Im Alt-Katholischen Bistum Deutschlands möchte ein Antrag an die bevorstehende Synode alle AFD-Mandatare von Ämtern der AK-Kirche ausschließen. Die gut gemeinte moralische Einschätzung des Konstanzer Synodenantrags möchte die Unvereinbarkeit von AK- und AfD-Funktionen zentral regeln und geht von einer Gleichstellung der NSDAP der Nazi-Zeit und der heutigen AfD aus. Ich habe noch nie eine rechtsstehende Partei gewählt, jedoch widerstreben mir Bevormundungen. Stimmt diese Gleichsetzung zum NS-Regime überhaupt?
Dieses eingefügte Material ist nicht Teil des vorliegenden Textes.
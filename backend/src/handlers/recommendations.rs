//! HTTP handlers for taste profile and preference analysis

use axum::{extract::State, Json};

use crate::error::{AppResult, ErrorResponse};
use crate::middleware::CurrentUser;
use crate::services::recommendation::{AnalysisResponse, TasteProfile};
use crate::services::RecommendationService;
use crate::AppState;

/// Statistics over the caller's tasting history
#[utoipa::path(
    get,
    path = "/recommendations/preferences",
    tag = "recommendations",
    responses(
        (status = 200, description = "Taste profile statistics", body = serde_json::Value),
        (status = 401, description = "Missing or invalid token", body = ErrorResponse)
    ),
    security(("bearer_auth" = []))
)]
pub async fn get_taste_profile(
    State(state): State<AppState>,
    current_user: CurrentUser,
) -> AppResult<Json<TasteProfile>> {
    let service = RecommendationService::new(state.db, state.llm);
    let profile = service.taste_profile(current_user.id()).await?;
    Ok(Json(profile))
}

/// LLM analysis of the caller's preferences
#[utoipa::path(
    get,
    path = "/recommendations/analysis",
    tag = "recommendations",
    responses(
        (status = 200, description = "LLM preference analysis", body = serde_json::Value),
        (status = 401, description = "Missing or invalid token", body = ErrorResponse),
        (status = 500, description = "LLM not configured", body = ErrorResponse)
    ),
    security(("bearer_auth" = []))
)]
pub async fn get_flavor_analysis(
    State(state): State<AppState>,
    current_user: CurrentUser,
) -> AppResult<Json<AnalysisResponse>> {
    let service = RecommendationService::new(state.db, state.llm);
    let analysis = service.analyze(current_user.id()).await?;
    Ok(Json(analysis))
}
Ziehen AfD-Schlägergruppen durch unsere Orte?
Ist eine queere Parteivorsitzende mit Frau aus Sri Lanka rassistisch?
Liegen die Verweigerungen inhaltlicher Diskurse und stattdessen Verbotswünsche auf der Seite der derzeit Regierenden oder der AfD?
Lassen sich die am Tropf von finanziellen staatlichen Vorteilen hängenden Kirchen in vorauseilendem Gehorsam einspannen in den bequemen Weg der Verbote und Diffamierungen statt eines demokratischen Diskurses?
Wachsam und kritisch gegenüber ALLEN politischen Parteien zu sein ist angebracht. Vor Ort können die Gremien selbst die „Unterscheidung der Geister“ leisten, es braucht keine zentrale Regelung. Passen wir auf, zur Verteidigung der Freiheit sie nicht immer stärker abzuschaffen. Ein de facto nichts im deutschen AK-Bistum ändernder, aber offizieller Ausschluss aller demokratisch gesinnten AfD-Repräsentanten aus Funktionen in unserer Kirche, wäre ein deutliches Zeichen für Millionen nicht rechtsextremer aber AfD-wählenden Staatsbürger: Ihr seid nicht willkommen. Das ist gewiss nicht jesuanisches Gedankengut, die befreiende Liebe Gottes gilt allen Menschen.
Dieser undemokratische Synodenantrag ist m. E. abzulehnen.